We got home, locked The City Chicks in the truck, put the kids to bed and then carefully carried the boxes of birds into the school barn. Feathers flapping and claws scratching away! We decided to cut our teeth on the docile Bovans so we carefully undid the tape and Joel reached the entire upper half of his body into the box which began to jerk around, the squawking of birds and flapping of wings filling the air. He jumped out, slammed the box shot, regrouped and went in again. One by one he got those girls out and I clipped their wings with a print out off someones website page on “how to” at my side. One by one we put them into the coop. Mind you, before this night I had never even touched a fricken’ chicken!

And then it was on to the loud mouth, the freaked out Ameraucanas. If you could have seen him reaching half his body in that 5 foot long box after those birds you would have cried laughing. That stupid bird started screaming so loud I thought the entire town was going to show up on our front door to complain! But we got ‘er done had a glass of wine and went to bed, our Chickens snuggled tight under the covers and our City Chicks roosting on the bars we has so lovingly installed for them earlier that week, and me, exhausted off to la-la land with visions of omelettes, macarons and frittattas soothing me to sleep.
I am happy to say they didn’t even go into shock and egg production began the next morning!!! Three were molting when we bought them so we were getting an average of 5-6 a day for a couple weeks but now we are into our 5th week and I have already gathered over two dozen since Saturday!!! It’s not uncommon for us to get 8 eggs a day. We are, officially never without food.
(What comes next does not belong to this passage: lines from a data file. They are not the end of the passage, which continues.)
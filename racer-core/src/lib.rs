//! Racer Core - Platform-agnostic Logic and Traits
//!
//! Diese Crate enthält KEINE Hardware-Dependencies.
//! Sie definiert Traits, Zustandsmaschinen und Pure Functions.
//! Zeit wird überall als expliziter Millisekunden-Zeitstempel übergeben.

#![no_std]

pub mod battery;
pub mod classifier;
pub mod debounce;
pub mod game;
pub mod led;
pub mod motor;
pub mod pipeline;
pub mod ring_buffer;
pub mod timer;
pub mod traits;
pub mod types;

// Re-exports für einfachen Zugriff
pub use battery::{millivolts_from_raw, BatteryEvent, BatteryMonitor};
pub use classifier::classify;
pub use debounce::Debouncer;
pub use game::{EffectActivation, GameEffect, GameStateMachine, IgnoreReason, Transition};
pub use led::{render_frame, FlashMode, LedFrame, LedRenderer, LedSignal, LedState, LedZone};
pub use motor::{MotorActuator, MotorRuntimeState, RampStep, SoftStartRamp};
pub use pipeline::{apply_effect, CommandPipeline, EffectTuning};
pub use ring_buffer::{SampleBuffer, SampleRingBuffer};
pub use timer::OneShot;
pub use traits::{BridgeLeg, LedError, MotorPwm, PwmChannel, PwmError, SmartLedWriter};
pub use types::{
    parse_headlight, ColorClass, ColorSample, CommandError, Direction, MotorCommand, MotorIndex,
    MotorUpdate, RawRgbc,
};
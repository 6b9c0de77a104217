// Controller Task - Fahrkommandos → Spiel-Effekt → Motor-Queues
use core::future::pending;
use defmt::{error, info, warn};
use embassy_futures::select::{Either, select};
use embassy_time::{Instant, Timer};
use racer_core::{CommandPipeline, EffectTuning, MotorUpdate};

use crate::{ActiveEffect, CommandSignal, MotorQueues, current_effect};

/// Controller Task
///
/// Wartet gleichzeitig auf ein neues Kommando und auf den Ablauf des
/// Stopp-Watchdogs. Jedes Kommando wird mit dem aktiven Effekt verrechnet,
/// in zwei Motor-Updates zerlegt und armiert den Watchdog neu. Läuft der
/// Watchdog ab, gehen Stopp-Updates an beide Motoren.
#[embassy_executor::task]
pub async fn controller_task(
    commands: &'static CommandSignal,
    effect: &'static ActiveEffect,
    queues: &'static MotorQueues,
) {
    let mut pipeline = CommandPipeline::new(EffectTuning::default());
    info!("Controller: Task started");

    loop {
        let deadline = pipeline.watchdog_deadline();
        let watchdog = async move {
            match deadline {
                Some(deadline) => Timer::at(Instant::from_millis(deadline)).await,
                None => pending::<()>().await,
            }
        };

        match select(commands.wait(), watchdog).await {
            Either::First(command) => {
                let active = current_effect(effect);
                let now = Instant::now().as_millis();
                let applied = pipeline.submit(active, command, now);
                info!(
                    "Controller: {} under {} -> {}",
                    command, active, applied
                );
                dispatch(queues, applied.split());
            }
            Either::Second(()) => {
                if let Some(stop) = pipeline.poll_watchdog(Instant::now().as_millis()) {
                    warn!("Controller: Command expired, stopping motors");
                    dispatch(queues, stop);
                }
            }
        }
    }
}

/// Reiht die Updates ohne zu warten ein; volle Queues verwerfen das Update
fn dispatch(queues: &'static MotorQueues, updates: [MotorUpdate; 2]) {
    for update in updates {
        if queues[update.motor.as_usize()].try_send(update).is_err() {
            error!("Controller: Queue for motor {} full, dropping update", update.motor);
        }
    }
}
I could not be more thrilled.

I am not an animal person, in that I don’t gush over animals but I sure love my City Chicks. (As always when I say Chickens on this website I mean my children lest there be any confusion.)They are each named after Jane Austen Characters…

Lady Catherine “DeBird” (She’s the loud, opinionated one)
Miss Jane Bennett
Miss Elizabeth Bennett
Miss Elinoir Dashwood
Miss MaryAnn Dashwood (another loud, sassy one)
Miss Margret Dashwood
Miss Emma Woodhouse
Miss Anne Elliot

Le poulier is called “Henberly.” Because we could not resist. Corny. We know. But my manly hubby loves Jane Austen as much as I do.

I have not blogged about it because my neighbors read my blog… not that I would ever dream they would have a problem with it but just out of the whole “loose lips sink ships” thing. They are all hard core locals and I am the transplant. They know a lot more people around here than I do… if the wrong person found out… it sounds paranoid, but we went thru so much to get to this point and we love our Single Ladies (another knick name) so much…

I was at a neighborhood luncheon on Saturday and was amused to find out that everyone already thought we had them because of a crack I made weeks ago on my blog about butchering chickens in my back yard. I denied it so much that they all let it go for a moment and then I said,
“But if I DID have chickens, would anyone report me?”
(The alderman’s wife, a friend, sitting at my side!)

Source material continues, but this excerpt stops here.